The intrusion was not the result of a SolarWinds compromise, but rather due to a separate initial access vector that works by “abusing applications with privileged access to Microsoft Office 365 and Azure environments.” which had a dormant email protection app that remained dormant

The fact that initial vectors beyond SolarWinds software were used adds another missing piece to the wide-ranging espionage campaign, now believed to be carried out by a threat actor named UNC2452 (or Dark Halo). Malwarebytes office 365 tenant accessed by one of TTP published by CISA, which has a self signed certificate with Credential to Service account internally make API call to request mail via Microsoft Graph

The tactics adopted by the Dark Halo actor, noting that the attackers leveraged a combination of as many as four techniques to move laterally to the Microsoft 365 cloud.

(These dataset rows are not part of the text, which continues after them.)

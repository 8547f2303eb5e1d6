// ABOUTME: The release descriptor: what to deploy, where, and within what budget.
// ABOUTME: Strict wire model plus the paths and names derived from it.

use chrono::{DateTime, Utc};
use nonempty::NonEmpty;
use serde::{Deserialize, Serialize};
use std::collections::BTreeMap;
use thiserror::Error;

use crate::types::{ArtifactRef, ConfigName, GroupId, ProjectName, validate_label};

/// Execution timeout applied when a release leaves it unset.
pub const DEFAULT_TIMEOUT_SECS: i64 = 600;

/// A single deployment request for one project/config target.
///
/// Decoding is strict: unknown fields are rejected so a typo'd descriptor
/// fails before anything is locked or mutated. Everything derived from the
/// release (lock path, group names) is a pure function of its fields.
#[derive(Debug, Clone, Serialize, Deserialize)]
#[serde(deny_unknown_fields)]
pub struct Release {
    pub project_name: ProjectName,
    pub config_name: ConfigName,

    /// Identifies this deployment attempt within the project/config.
    pub release_id: String,

    #[serde(default)]
    pub created_at: Option<DateTime<Utc>>,

    pub artifact: ArtifactRef,

    /// Hex SHA-256 of the instance bootstrap payload stored at
    /// `user_data_path()`. Checked before anything is locked.
    pub user_data_sha256: String,

    /// Overall execution timeout in seconds, measured from when the fleet
    /// mutation is issued. May be explicitly non-positive to force an
    /// immediate post-deploy failure (used by fast-fail callers).
    #[serde(default)]
    pub timeout: Option<i64>,

    #[serde(deserialize_with = "deserialize_subnets")]
    pub subnets: NonEmpty<String>,

    /// Service roles to roll out, keyed by role name.
    pub services: BTreeMap<String, ServiceSpec>,

    /// Allow ValidateResources to proceed when a role's fleet group does not
    /// exist yet (first deployment of a role).
    #[serde(default)]
    pub create_missing_groups: bool,
}

/// Per-role fleet shape and the health endpoints registered for it.
#[derive(Debug, Clone, Serialize, Deserialize)]
#[serde(deny_unknown_fields)]
pub struct ServiceSpec {
    pub desired_capacity: u32,

    #[serde(default)]
    pub load_balancers: Vec<String>,

    #[serde(default)]
    pub target_groups: Vec<String>,
}

#[derive(Debug, Error, PartialEq, Eq)]
pub enum ReleaseError {
    #[error("release_id cannot be empty")]
    EmptyReleaseId,

    #[error("release defines no services")]
    NoServices,

    #[error("invalid service name '{service}': {reason}")]
    BadServiceName { service: String, reason: String },

    #[error("service '{0}' has desired_capacity 0")]
    ZeroCapacity(String),

    #[error("user_data_sha256 must be a 64-character hex digest, got {0:?}")]
    BadDigestFormat(String),
}

impl Release {
    /// Fill in the optional fields a minimal release leaves unset. Applied
    /// once at the Validate step; the release is immutable afterwards.
    pub fn set_defaults(&mut self) {
        if self.timeout.is_none() {
            self.timeout = Some(DEFAULT_TIMEOUT_SECS);
        }
        if self.created_at.is_none() {
            self.created_at = Some(Utc::now());
        }
    }

    /// Offline structural checks: everything that can be validated without
    /// talking to any cloud service.
    pub fn validate(&self) -> Result<(), ReleaseError> {
        if self.release_id.is_empty() {
            return Err(ReleaseError::EmptyReleaseId);
        }

        if self.services.is_empty() {
            return Err(ReleaseError::NoServices);
        }

        for (service, spec) in &self.services {
            validate_label(service).map_err(|e| ReleaseError::BadServiceName {
                service: service.clone(),
                reason: e.to_string(),
            })?;
            if spec.desired_capacity == 0 {
                return Err(ReleaseError::ZeroCapacity(service.clone()));
            }
        }

        let digest_ok = self.user_data_sha256.len() == 64
            && self.user_data_sha256.chars().all(|c| c.is_ascii_hexdigit());
        if !digest_ok {
            return Err(ReleaseError::BadDigestFormat(self.user_data_sha256.clone()));
        }

        Ok(())
    }

    /// Where the exclusive deployment lock for this target lives. Every
    /// release for the same project/config derives the same path.
    pub fn lock_path(&self) -> String {
        format!("{}/{}/lock", self.project_name, self.config_name)
    }

    /// Where the instance bootstrap payload for this release lives.
    pub fn user_data_path(&self) -> String {
        format!(
            "{}/{}/{}/user-data",
            self.project_name, self.config_name, self.release_id
        )
    }

    /// The fleet group backing a service role of this target.
    pub fn group_id(&self, service: &str) -> GroupId {
        GroupId::new(format!(
            "{}-{}-{}",
            self.project_name, self.config_name, service
        ))
    }

    /// Human-readable identity of this deployment attempt.
    pub fn release_ref(&self) -> String {
        format!(
            "{}/{}/{}",
            self.project_name, self.config_name, self.release_id
        )
    }
}

fn deserialize_subnets<'de, D>(deserializer: D) -> Result<NonEmpty<String>, D::Error>
where
    D: serde::Deserializer<'de>,
{
    let values: Vec<String> = Vec::deserialize(deserializer)?;
    NonEmpty::from_vec(values)
        .ok_or_else(|| serde::de::Error::custom("at least one subnet is required"))
}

  • Steal the Active Directory Federation Services (AD FS) token-signing certificate and use it to forge tokens for arbitrary users
  • Modify or add trusted domains in Azure AD to add a new federated Identity Provider (IdP) that the attacker controls.
  • Compromise the credentials of on-premises user accounts that are synchronized to Microsoft 365 that have high privileged directory roles, and
  • Backdoor an existing Microsoft 365 application by adding a new application

The Mandiant-owned firm has also released an auditing script, called AZURE AD Investigator, that it said can help companies check their Microsoft 365 tenants for indicators of some of the techniques used by the SolarWinds hackers.